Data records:

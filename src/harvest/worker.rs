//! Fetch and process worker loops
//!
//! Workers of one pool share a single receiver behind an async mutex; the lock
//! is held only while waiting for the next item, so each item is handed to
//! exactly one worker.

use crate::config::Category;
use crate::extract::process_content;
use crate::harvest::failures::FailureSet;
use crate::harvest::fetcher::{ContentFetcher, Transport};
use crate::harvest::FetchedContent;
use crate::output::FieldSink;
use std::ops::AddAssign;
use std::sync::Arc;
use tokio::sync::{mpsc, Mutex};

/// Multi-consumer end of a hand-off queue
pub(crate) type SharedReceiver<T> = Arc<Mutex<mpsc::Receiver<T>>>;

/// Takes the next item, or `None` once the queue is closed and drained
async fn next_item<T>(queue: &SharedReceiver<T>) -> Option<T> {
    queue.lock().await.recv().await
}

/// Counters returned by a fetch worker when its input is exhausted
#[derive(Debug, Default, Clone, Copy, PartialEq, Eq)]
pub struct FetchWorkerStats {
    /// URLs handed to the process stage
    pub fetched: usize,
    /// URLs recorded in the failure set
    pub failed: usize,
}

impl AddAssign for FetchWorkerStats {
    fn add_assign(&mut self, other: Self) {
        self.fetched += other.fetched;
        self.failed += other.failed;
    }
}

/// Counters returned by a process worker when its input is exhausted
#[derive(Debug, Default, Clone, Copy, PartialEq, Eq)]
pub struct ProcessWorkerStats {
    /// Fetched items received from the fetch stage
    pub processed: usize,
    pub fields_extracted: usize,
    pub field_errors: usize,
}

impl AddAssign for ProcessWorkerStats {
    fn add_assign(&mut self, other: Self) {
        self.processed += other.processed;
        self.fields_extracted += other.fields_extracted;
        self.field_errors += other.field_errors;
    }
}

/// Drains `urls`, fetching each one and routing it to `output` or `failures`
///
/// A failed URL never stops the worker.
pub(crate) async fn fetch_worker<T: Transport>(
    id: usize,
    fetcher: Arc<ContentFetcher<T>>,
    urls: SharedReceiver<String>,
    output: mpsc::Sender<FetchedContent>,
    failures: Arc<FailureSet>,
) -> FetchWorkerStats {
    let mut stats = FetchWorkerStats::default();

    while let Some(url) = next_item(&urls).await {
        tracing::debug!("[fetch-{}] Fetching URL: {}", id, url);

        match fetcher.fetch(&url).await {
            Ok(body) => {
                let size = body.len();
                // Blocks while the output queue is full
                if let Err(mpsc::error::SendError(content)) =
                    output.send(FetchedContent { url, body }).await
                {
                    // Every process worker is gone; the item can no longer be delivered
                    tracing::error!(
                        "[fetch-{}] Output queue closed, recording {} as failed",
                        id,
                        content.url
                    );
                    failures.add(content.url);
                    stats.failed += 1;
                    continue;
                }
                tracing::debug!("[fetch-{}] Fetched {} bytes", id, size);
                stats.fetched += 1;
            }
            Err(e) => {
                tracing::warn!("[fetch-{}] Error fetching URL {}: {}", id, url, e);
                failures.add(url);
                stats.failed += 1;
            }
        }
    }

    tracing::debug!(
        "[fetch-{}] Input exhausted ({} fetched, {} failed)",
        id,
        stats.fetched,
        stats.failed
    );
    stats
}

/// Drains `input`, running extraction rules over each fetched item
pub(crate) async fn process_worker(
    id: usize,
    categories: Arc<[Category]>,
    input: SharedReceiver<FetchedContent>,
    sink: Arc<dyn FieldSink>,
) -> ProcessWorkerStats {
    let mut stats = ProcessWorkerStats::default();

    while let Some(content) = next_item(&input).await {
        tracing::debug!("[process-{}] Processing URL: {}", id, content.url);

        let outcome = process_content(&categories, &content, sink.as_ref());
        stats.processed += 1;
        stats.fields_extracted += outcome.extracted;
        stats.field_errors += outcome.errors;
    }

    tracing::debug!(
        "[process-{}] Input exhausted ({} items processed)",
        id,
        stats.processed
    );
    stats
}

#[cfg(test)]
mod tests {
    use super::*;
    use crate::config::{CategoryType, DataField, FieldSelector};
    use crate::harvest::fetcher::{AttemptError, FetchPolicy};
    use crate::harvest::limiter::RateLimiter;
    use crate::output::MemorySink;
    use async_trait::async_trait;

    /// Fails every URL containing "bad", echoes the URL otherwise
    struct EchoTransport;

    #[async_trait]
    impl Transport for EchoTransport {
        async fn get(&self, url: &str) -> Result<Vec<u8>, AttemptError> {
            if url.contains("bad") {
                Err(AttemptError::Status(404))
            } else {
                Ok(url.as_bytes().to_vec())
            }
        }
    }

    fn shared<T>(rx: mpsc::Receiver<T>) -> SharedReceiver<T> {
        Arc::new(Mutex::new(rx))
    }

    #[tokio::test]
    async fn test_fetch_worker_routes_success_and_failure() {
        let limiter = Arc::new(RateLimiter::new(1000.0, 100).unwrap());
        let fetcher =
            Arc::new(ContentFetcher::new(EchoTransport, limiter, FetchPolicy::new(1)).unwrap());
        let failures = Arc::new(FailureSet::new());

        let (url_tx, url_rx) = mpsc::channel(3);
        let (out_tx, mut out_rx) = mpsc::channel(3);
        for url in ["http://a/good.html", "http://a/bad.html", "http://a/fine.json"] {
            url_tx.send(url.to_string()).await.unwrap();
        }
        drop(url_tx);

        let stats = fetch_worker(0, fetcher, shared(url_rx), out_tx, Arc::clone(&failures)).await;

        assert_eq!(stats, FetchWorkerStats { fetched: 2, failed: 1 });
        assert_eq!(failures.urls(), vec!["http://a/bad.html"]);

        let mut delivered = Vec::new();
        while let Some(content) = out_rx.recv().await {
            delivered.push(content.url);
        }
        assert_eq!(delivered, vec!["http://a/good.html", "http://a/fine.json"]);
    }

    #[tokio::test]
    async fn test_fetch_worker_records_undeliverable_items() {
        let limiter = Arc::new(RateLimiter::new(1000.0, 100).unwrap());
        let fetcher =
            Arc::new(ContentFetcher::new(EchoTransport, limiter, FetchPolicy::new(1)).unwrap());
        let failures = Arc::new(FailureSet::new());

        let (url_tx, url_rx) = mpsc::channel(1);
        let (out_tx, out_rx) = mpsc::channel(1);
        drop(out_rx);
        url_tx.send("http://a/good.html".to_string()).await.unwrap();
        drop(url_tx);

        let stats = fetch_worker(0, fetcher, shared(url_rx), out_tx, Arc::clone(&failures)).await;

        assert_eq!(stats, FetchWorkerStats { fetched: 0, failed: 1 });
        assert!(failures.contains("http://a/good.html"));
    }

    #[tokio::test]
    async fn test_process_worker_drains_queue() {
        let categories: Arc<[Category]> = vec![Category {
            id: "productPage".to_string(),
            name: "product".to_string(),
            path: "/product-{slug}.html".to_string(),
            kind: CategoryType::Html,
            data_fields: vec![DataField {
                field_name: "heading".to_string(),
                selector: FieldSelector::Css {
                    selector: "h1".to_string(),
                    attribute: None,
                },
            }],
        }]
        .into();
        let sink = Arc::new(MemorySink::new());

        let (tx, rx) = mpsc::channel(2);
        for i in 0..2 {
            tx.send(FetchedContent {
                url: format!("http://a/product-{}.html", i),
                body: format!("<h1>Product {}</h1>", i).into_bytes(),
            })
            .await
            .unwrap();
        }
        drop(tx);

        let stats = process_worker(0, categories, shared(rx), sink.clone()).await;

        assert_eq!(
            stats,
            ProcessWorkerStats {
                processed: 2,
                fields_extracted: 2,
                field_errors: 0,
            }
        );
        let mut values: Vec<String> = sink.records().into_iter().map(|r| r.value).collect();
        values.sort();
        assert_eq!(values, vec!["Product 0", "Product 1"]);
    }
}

(Try it): Every entry, from first to last, is to be reproduced exactly.

(Output of the task):
filename src/harvest/worker.rs
//! Fetch and process worker loops
//!
//! Workers of one pool share a single receiver behind an async mutex; the lock
//! is held only while waiting for the next item, so each item is handed to
//! exactly one worker.

use crate::config::Category;
use crate::extract::process_content;
use crate::harvest::failures::FailureSet;
use crate::harvest::fetcher::{ContentFetcher, Transport};
use crate::harvest::FetchedContent;
use crate::output::FieldSink;
use std::ops::AddAssign;
use std::sync::Arc;
use tokio::sync::{mpsc, Mutex};

/// Multi-consumer end of a hand-off queue
pub(crate) type SharedReceiver<T> = Arc<Mutex<mpsc::Receiver<T>>>;

/// Takes the next item, or `None` once the queue is closed and drained
async fn next_item<T>(queue: &SharedReceiver<T>) -> Option<T> {
    queue.lock().await.recv().await
}

/// Counters returned by a fetch worker when its input is exhausted
#[derive(Debug, Default, Clone, Copy, PartialEq, Eq)]
pub struct FetchWorkerStats {
    /// URLs handed to the process stage
    pub fetched: usize,
    /// URLs recorded in the failure set
    pub failed: usize,
}

impl AddAssign for FetchWorkerStats {
    fn add_assign(&mut self, other: Self) {
        self.fetched += other.fetched;
        self.failed += other.failed;
    }
}

/// Counters returned by a process worker when its input is exhausted
#[derive(Debug, Default, Clone, Copy, PartialEq, Eq)]
pub struct ProcessWorkerStats {
    /// Fetched items received from the fetch stage
    pub processed: usize,
    pub fields_extracted: usize,
    pub field_errors: usize,
}

impl AddAssign for ProcessWorkerStats {
    fn add_assign(&mut self, other: Self) {
        self.processed += other.processed;
        self.fields_extracted += other.fields_extracted;
        self.field_errors += other.field_errors;
    }
}

/// Drains `urls`, fetching each one and routing it to `output` or `failures`
///
/// A failed URL never stops the worker.
pub(crate) async fn fetch_worker<T: Transport>(
    id: usize,
    fetcher: Arc<ContentFetcher<T>>,
    urls: SharedReceiver<String>,
    output: mpsc::Sender<FetchedContent>,
    failures: Arc<FailureSet>,
) -> FetchWorkerStats {
    let mut stats = FetchWorkerStats::default();

    while let Some(url) = next_item(&urls).await {
        tracing::debug!("[fetch-{}] Fetching URL: {}", id, url);

        match fetcher.fetch(&url).await {
            Ok(body) => {
                let size = body.len();
                // Blocks while the output queue is full
                if let Err(mpsc::error::SendError(content)) =
                    output.send(FetchedContent { url, body }).await
                {
                    // Every process worker is gone; the item can no longer be delivered
                    tracing::error!(
                        "[fetch-{}] Output queue closed, recording {} as failed",
                        id,
                        content.url
                    );
                    failures.add(content.url);
                    stats.failed += 1;
                    continue;
                }
                tracing::debug!("[fetch-{}] Fetched {} bytes", id, size);
                stats.fetched += 1;
            }
            Err(e) => {
                tracing::warn!("[fetch-{}] Error fetching URL {}: {}", id, url, e);
                failures.add(url);
                stats.failed += 1;
            }
        }
    }

    tracing::debug!(
        "[fetch-{}] Input exhausted ({} fetched, {} failed)",
        id,
        stats.fetched,
        stats.failed
    );
    stats
}

/// Drains `input`, running extraction rules over each fetched item
pub(crate) async fn process_worker(
    id: usize,
    categories: Arc<[Category]>,
    input: SharedReceiver<FetchedContent>,
    sink: Arc<dyn FieldSink>,
) -> ProcessWorkerStats {
    let mut stats = ProcessWorkerStats::default();

    while let Some(content) = next_item(&input).await {
        tracing::debug!("[process-{}] Processing URL: {}", id, content.url);

        let outcome = process_content(&categories, &content, sink.as_ref());
        stats.processed += 1;
        stats.fields_extracted += outcome.extracted;
        stats.field_errors += outcome.errors;
    }

    tracing::debug!(
        "[process-{}] Input exhausted ({} items processed)",
        id,
        stats.processed
    );
    stats
}

#[cfg(test)]
mod tests {
    use super::*;
    use crate::config::{CategoryType, DataField, FieldSelector};
    use crate::harvest::fetcher::{AttemptError, FetchPolicy};
    use crate::harvest::limiter::RateLimiter;
    use crate::output::MemorySink;
    use async_trait::async_trait;

    /// Fails every URL containing "bad", echoes the URL otherwise
    struct EchoTransport;

    #[async_trait]
    impl Transport for EchoTransport {
        async fn get(&self, url: &str) -> Result<Vec<u8>, AttemptError> {
            if url.contains("bad") {
                Err(AttemptError::Status(404))
            } else {
                Ok(url.as_bytes().to_vec())
            }
        }
    }

    fn shared<T>(rx: mpsc::Receiver<T>) -> SharedReceiver<T> {
        Arc::new(Mutex::new(rx))
    }

    #[tokio::test]
    async fn test_fetch_worker_routes_success_and_failure() {
        let limiter = Arc::new(RateLimiter::new(1000.0, 100).unwrap());
        let fetcher =
            Arc::new(ContentFetcher::new(EchoTransport, limiter, FetchPolicy::new(1)).unwrap());
        let failures = Arc::new(FailureSet::new());

        let (url_tx, url_rx) = mpsc::channel(3);
        let (out_tx, mut out_rx) = mpsc::channel(3);
        for url in ["http://a/good.html", "http://a/bad.html", "http://a/fine.json"] {
            url_tx.send(url.to_string()).await.unwrap();
        }
        drop(url_tx);

        let stats = fetch_worker(0, fetcher, shared(url_rx), out_tx, Arc::clone(&failures)).await;

        assert_eq!(stats, FetchWorkerStats { fetched: 2, failed: 1 });
        assert_eq!(failures.urls(), vec!["http://a/bad.html"]);

        let mut delivered = Vec::new();
        while let Some(content) = out_rx.recv().await {
            delivered.push(content.url);
        }
        assert_eq!(delivered, vec!["http://a/good.html", "http://a/fine.json"]);
    }

    #[tokio::test]
    async fn test_fetch_worker_records_undeliverable_items() {
        let limiter = Arc::new(RateLimiter::new(1000.0, 100).unwrap());
        let fetcher =
            Arc::new(ContentFetcher::new(EchoTransport, limiter, FetchPolicy::new(1)).unwrap());
        let failures = Arc::new(FailureSet::new());

        let (url_tx, url_rx) = mpsc::channel(1);
        let (out_tx, out_rx) = mpsc::channel(1);
        drop(out_rx);
        url_tx.send("http://a/good.html".to_string()).await.unwrap();
        drop(url_tx);

        let stats = fetch_worker(0, fetcher, shared(url_rx), out_tx, Arc::clone(&failures)).await;

        assert_eq!(stats, FetchWorkerStats { fetched: 0, failed: 1 });
        assert!(failures.contains("http://a/good.html"));
    }

    #[tokio::test]
    async fn test_process_worker_drains_queue() {
        let categories: Arc<[Category]> = vec![Category {
            id: "productPage".to_string(),
            name: "product".to_string(),
            path: "/product-{slug}.html".to_string(),
            kind: CategoryType::Html,
            data_fields: vec![DataField {
                field_name: "heading".to_string(),
                selector: FieldSelector::Css {
                    selector: "h1".to_string(),
                    attribute: None,
                },
            }],
        }]
        .into();
        let sink = Arc::new(MemorySink::new());

        let (tx, rx) = mpsc::channel(2);
        for i in 0..2 {
            tx.send(FetchedContent {
                url: format!("http://a/product-{}.html", i),
                body: format!("<h1>Product {}</h1>", i).into_bytes(),
            })
            .await
            .unwrap();
        }
        drop(tx);

        let stats = process_worker(0, categories, shared(rx), sink.clone()).await;

        assert_eq!(
            stats,
            ProcessWorkerStats {
                processed: 2,
                fields_extracted: 2,
                field_errors: 0,
            }
        );
        let mut values: Vec<String> = sink.records().into_iter().map(|r| r.value).collect();
        values.sort();
        assert_eq!(values, vec!["Product 0", "Product 1"]);
    }
}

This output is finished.